WHAT TO WORK ON:
Every line with the string "Plans" must be copied from the entries below.

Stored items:
##############################

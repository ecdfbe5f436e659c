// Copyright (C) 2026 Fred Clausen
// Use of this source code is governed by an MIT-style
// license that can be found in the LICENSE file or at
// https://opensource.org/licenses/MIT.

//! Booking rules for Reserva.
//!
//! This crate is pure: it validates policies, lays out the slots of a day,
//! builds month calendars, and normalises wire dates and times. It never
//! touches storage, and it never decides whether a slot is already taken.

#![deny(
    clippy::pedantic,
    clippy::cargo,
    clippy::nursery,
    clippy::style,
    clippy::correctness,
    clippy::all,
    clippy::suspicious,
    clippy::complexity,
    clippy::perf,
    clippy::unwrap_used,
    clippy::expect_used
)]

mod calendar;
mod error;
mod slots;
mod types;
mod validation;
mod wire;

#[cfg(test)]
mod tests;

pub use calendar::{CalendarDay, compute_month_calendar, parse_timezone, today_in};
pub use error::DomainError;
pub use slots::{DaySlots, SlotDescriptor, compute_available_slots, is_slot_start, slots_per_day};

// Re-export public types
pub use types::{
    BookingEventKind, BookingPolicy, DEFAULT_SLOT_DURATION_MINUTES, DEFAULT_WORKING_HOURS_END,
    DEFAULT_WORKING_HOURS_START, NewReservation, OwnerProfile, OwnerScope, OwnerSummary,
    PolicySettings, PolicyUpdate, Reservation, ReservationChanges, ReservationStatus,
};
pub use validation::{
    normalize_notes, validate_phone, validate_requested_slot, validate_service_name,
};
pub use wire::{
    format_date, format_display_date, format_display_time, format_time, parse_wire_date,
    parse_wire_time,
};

##############################

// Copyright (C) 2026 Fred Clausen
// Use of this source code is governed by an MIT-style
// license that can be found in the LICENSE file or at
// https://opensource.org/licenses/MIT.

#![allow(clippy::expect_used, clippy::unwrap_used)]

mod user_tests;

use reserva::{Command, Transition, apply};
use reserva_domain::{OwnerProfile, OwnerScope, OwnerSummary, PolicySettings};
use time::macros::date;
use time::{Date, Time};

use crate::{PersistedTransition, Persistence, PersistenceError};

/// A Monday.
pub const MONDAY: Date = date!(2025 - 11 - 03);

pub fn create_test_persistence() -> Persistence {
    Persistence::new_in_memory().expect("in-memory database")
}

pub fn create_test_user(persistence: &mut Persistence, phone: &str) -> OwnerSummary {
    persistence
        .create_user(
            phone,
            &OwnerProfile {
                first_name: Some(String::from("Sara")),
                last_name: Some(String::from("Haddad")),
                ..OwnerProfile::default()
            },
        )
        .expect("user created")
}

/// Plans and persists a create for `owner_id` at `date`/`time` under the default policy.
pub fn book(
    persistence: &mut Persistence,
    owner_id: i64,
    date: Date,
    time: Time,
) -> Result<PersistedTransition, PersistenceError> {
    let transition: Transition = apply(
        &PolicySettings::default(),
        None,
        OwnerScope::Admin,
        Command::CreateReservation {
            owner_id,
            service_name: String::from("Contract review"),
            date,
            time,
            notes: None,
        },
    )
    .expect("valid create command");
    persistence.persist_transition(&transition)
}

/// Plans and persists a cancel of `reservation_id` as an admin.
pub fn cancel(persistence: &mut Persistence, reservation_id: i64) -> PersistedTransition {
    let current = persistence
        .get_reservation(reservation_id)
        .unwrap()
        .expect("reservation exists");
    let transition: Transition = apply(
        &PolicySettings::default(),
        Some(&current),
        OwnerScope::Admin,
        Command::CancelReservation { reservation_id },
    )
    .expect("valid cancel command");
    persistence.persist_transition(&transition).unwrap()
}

##############################

YOUR RESPONSE:
/// Plans and persists a create for `owner_id` at `date`/`time` under the default policy.
/// Plans and persists a cancel of `reservation_id` as an admin.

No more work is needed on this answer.